You awake to find yourself lost in a one dimensional labyrinth! A mystical genie (or something) appears and explains that the exit lies in front of you, but that between you and the exit is a series of challenges. As you wander forward you realize that all of the so-called challenges are merely locked doors. You first see a door with a tee-shaped key-hole, and having no such key yourself, retrace your steps, looking for a key with a T shape.

Frustrated, you find an alphabet soup of keys on the ground, none of which match the door you've come across. By some stroke of genius (or idiocy), you decide that the lower-case t-shaped key might be able to fit in the slot if you jam it in there hard enough. As you approach the door with the lower-case t key in hand, the T hole glows green and the door dissolves in front of you.

One down, many more to go...

Challenge

The goal of this challenge is to mark how many steps it takes you to exit the labyrinth.

The input of this challenge is the labyrinth: one string containing only characters [A-Za-z^$ ]. Glossary:

  • ^ -- The start space. The input will contain exactly one ^.
  • $ -- The exit (freedom!). The input will contain exactly one $.
  • [A-Z] -- Capital letters signify doors. You can only go through this door if you have already collected the requisite key.
  • [a-z] -- Lower case letters signify keys. You collect these keys by walking onto the space that contains the key.

There will be at most one of each capital letter in the input. This means the total number of doors will be between 0-26 inclusive.

Every locked door [A-Z] will have exactly one corresponding lower case key [a-z]. There may be any number of spaces () in the input.

All of the doors will be to the right of the start, and to the left of the exit. Thus there will be no superfluous doors. All inputs will be solvable.

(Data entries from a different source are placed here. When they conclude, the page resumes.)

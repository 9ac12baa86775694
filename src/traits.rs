use std::error::Error;
use std::future::Future;

use async_trait::async_trait;
use chrono::{DateTime, Utc};

use crate::error::BackendError;
use crate::persistence::PersistedTasks;
use crate::task::{Task, TaskId};

/// A collection of tasks, keyed by their ids.
///
/// Every operation only touches memory and returns immediately.
pub trait TaskContainer {
    /// Returns every record this container holds, in storage order
    fn get_tasks(&self) -> Vec<Task>;
    /// Returns the task matching this id
    fn get_task(&self, id: &TaskId) -> Option<Task>;
    /// Insert a task, or replace the task that has the same id
    fn assign(&mut self, task: Task);
    /// Flip the completion flag of a task. Returns `false` in case there is no such task
    fn toggle_done(&mut self, id: &TaskId) -> bool;
    /// Remove a task. Returns `false` in case there is no such task
    fn remove(&mut self, id: &TaskId) -> bool;
    /// The number of records in this container
    fn len(&self) -> usize;

    fn is_empty(&self) -> bool {
        self.len() == 0
    }
}


/// A connection to a hosted backend that stores a task collection
#[async_trait]
pub trait TaskBackend: Send + Sync {
    /// Returns the rows that have been updated after `since` (or every row if `since` is `None`), oldest first
    async fn fetch_tasks(&self, since: Option<DateTime<Utc>>) -> Result<Vec<Task>, BackendError>;
    /// Create or update rows (matched by id).
    /// Returns the rows as they are now stored (with backend timestamps)
    async fn upsert_tasks(&self, tasks: &[Task]) -> Result<Vec<Task>, BackendError>;
    /// Delete a row. Deleting a row that does not exist is not an error
    async fn delete_task(&self, id: &TaskId) -> Result<(), BackendError>;
}


/// Something that can provide a bearer token for the signed-in user
#[async_trait]
pub trait TokenSource: Send + Sync {
    /// Returns the current token, or `None` when there is no session
    async fn bearer_token(&self) -> Option<String>;
}

#[async_trait]
impl<F, Fut> TokenSource for F
where
    F: Fn() -> Fut + Send + Sync + 'static,
    Fut: Future<Output = Option<String>> + Send + 'static,
{
    async fn bearer_token(&self) -> Option<String> {
        (self)().await
    }
}


/// On-device storage for the tasks of a remote container
pub trait Persistence: Send + Sync {
    /// Returns the data stored under `key`, or `None` if nothing has been stored yet
    fn load(&self, key: &str) -> Result<Option<PersistedTasks>, Box<dyn Error>>;
    /// Store `data` under `key`, replacing any previous data
    fn save(&self, key: &str, data: &PersistedTasks) -> Result<(), Box<dyn Error>>;
}
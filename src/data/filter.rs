use super::model::{PriceCatalog, PriceRecord};

/// Records whose product contains `text` (case-insensitive), cheapest per
/// kilogram first.
///
/// The sort is stable: equal unit prices keep catalog order. An empty
/// `text` matches every record.
pub fn find_text<'a>(catalog: &'a PriceCatalog, text: &str) -> Vec<&'a PriceRecord> {
    let needle = text.to_lowercase();
    let mut matches: Vec<&PriceRecord> = catalog
        .records()
        .iter()
        .filter(|rec| rec.product.to_lowercase().contains(&needle))
        .collect();
    matches.sort_by(|a, b| a.price_per_kg.total_cmp(&b.price_per_kg));
    matches
}

#[cfg(test)]
mod tests {
    use super::*;

    fn catalog(rows: &[(&str, f64, f64, &str)]) -> PriceCatalog {
        let mut catalog = PriceCatalog::new();
        for &(product, price, weight, file) in rows {
            catalog.push(PriceRecord::new(product, price, weight, file).unwrap());
        }
        catalog
    }

    #[test]
    fn matches_case_insensitive_substring() {
        let cat = catalog(&[("bread loaf", 60.0, 1.0, "a"), ("milk", 80.0, 1.0, "a")]);
        let found = find_text(&cat, "BREAD");
        assert_eq!(found.len(), 1);
        assert_eq!(found[0].product, "bread loaf");

        let cyr = catalog(&[("Хлеб ржаной", 40.0, 0.5, "a")]);
        assert_eq!(find_text(&cyr, "ХЛЕБ").len(), 1);
    }

    #[test]
    fn empty_text_returns_everything_sorted_and_stable() {
        let cat = catalog(&[
            ("a", 100.0, 1.0, "f1"),
            ("b", 50.0, 2.0, "f1"),
            ("c", 10.0, 1.0, "f2"),
            ("d", 25.0, 1.0, "f2"),
        ]);
        let names: Vec<&str> = find_text(&cat, "")
            .iter()
            .map(|r| r.product.as_str())
            .collect();
        // b and d both cost 25 per kg and keep their catalog order.
        assert_eq!(names, vec!["c", "b", "d", "a"]);
    }

    #[test]
    fn duplicates_from_different_files_both_match() {
        let cat = catalog(&[
            ("Milk", 95.0, 1.0, "price_b.csv"),
            ("Milk", 80.0, 1.0, "price_a.csv"),
        ]);
        let found = find_text(&cat, "milk");
        assert_eq!(found.len(), 2);
        assert_eq!(found[0].source_file, "price_a.csv");
        assert_eq!(found[1].source_file, "price_b.csv");
    }

    #[test]
    fn no_match_is_empty_and_catalog_untouched() {
        let cat = catalog(&[("milk", 80.0, 1.0, "a"), ("bread", 50.0, 1.0, "a")]);
        assert!(find_text(&cat, "cheese").is_empty());
        assert_eq!(cat.records()[0].product, "milk");
        assert_eq!(cat.len(), 2);
    }
}
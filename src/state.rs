use anyhow::Result;
use log::{error, info, warn};

use crate::config::AppConfig;
use crate::data::filter::find_text;
use crate::data::loader::{LoadReport, load_dir};
use crate::data::model::{PriceCatalog, PriceRecord};
use crate::report::export_html;

// ---------------------------------------------------------------------------
// Shell state machine
// ---------------------------------------------------------------------------

/// Lifecycle of the interactive loop.
#[derive(Debug, Clone, Copy, PartialEq, Eq)]
pub enum ShellState {
    Prompting,
    Terminated,
}

/// What one line of operator input asks for.
#[derive(Debug, Clone, Copy, PartialEq, Eq)]
pub enum Command<'a> {
    Exit,
    Search(&'a str),
}

// ---------------------------------------------------------------------------
// Session state
// ---------------------------------------------------------------------------

/// Everything a session owns, independent of console I/O.
pub struct AppState {
    pub config: AppConfig,

    /// Records accumulated by the startup load; read-only afterwards.
    pub catalog: PriceCatalog,

    /// Outcome of the startup load (None until `load` ran or if it failed).
    pub load_report: Option<LoadReport>,

    pub shell: ShellState,
}

impl AppState {
    pub fn new(config: AppConfig) -> Self {
        Self {
            config,
            catalog: PriceCatalog::new(),
            load_report: None,
            shell: ShellState::Prompting,
        }
    }

    /// Run the ingestion pass and return how many records it added.
    ///
    /// A scan directory that cannot be listed yields zero records; the
    /// session still continues.
    pub fn load(&mut self) -> usize {
        match load_dir(&self.config.scan_dir, &self.config.file_marker, &mut self.catalog) {
            Ok(report) => {
                if self.catalog.is_empty() {
                    warn!(
                        "no price records found in {}",
                        self.config.scan_dir.display()
                    );
                }
                let loaded = report.loaded;
                self.load_report = Some(report);
                loaded
            }
            Err(err) => {
                error!("price loading failed: {err:#}");
                0
            }
        }
    }

    /// Interpret one input line (without its line terminator).
    pub fn parse_command<'a>(&self, line: &'a str) -> Command<'a> {
        if line.to_lowercase() == self.config.exit_command.to_lowercase() {
            Command::Exit
        } else {
            Command::Search(line)
        }
    }

    pub fn search(&self, text: &str) -> Vec<&PriceRecord> {
        find_text(&self.catalog, text)
    }

    /// Leave the prompt loop. Further commands are not expected.
    pub fn terminate(&mut self) {
        info!("session terminated");
        self.shell = ShellState::Terminated;
    }

    /// Write the full catalog to the configured report file.
    pub fn export(&self) -> Result<()> {
        export_html(&self.catalog, &self.config.output_file)
    }
}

The output for this challenge will be a number, the number of steps it took to exit the labyrinth.

Algorithm

Your methodical approach to exiting this wretched place is as follows:

  • Start at the beginning (^) and move forward (right) collecting any keys you come across.
  • When you come across a door, if you have the correct key, you proceed forward onto the door. If you don't have the correct key, you walk backwards (left) collecting keys you come across until you find the key for the most recent door that you couldn't open.
  • Once you collect the key for the current troublesome door, you turn back to the right and proceed onward.
  • Repeat this process until you step on to the exit ($).

Experienced golfers will understand that your code doesn't have to implement this specific algorithm as long as it outputs the same result as if you had run this algorithm.

Counting

Each time you step from one square onto another square, that counts as one step. Turning 180º incurs no additional step. You cannot step forward onto a door without the requisite key. You must step onto a key to pick it up, and must step onto the exit to win. After your first move, the start space (^) behaves just like any other regular space.

Examples

In these examples I've left the spaces as underscores for human-readability.

Input is _a_^_A__$__. The output is 11. You take 1 step forward, notice that you have no key for the A door, and then about face. You walk backward until you occupy the space containing the a (3 steps backward, now 4 total). You then walk forward until you occupy the space containing the exit (7 steps forward, 11 total).

Input is b__j^__a_AJB_$. The output is 41 You make two separate trips to the back of the labyrinth, one to get the j key, and the next one to get the b key.

Input is __m__t_^__x_T_MX_$____. The output is 44. You won't make any extra trip to get the x key, as you picked it up on your way from the start to door T.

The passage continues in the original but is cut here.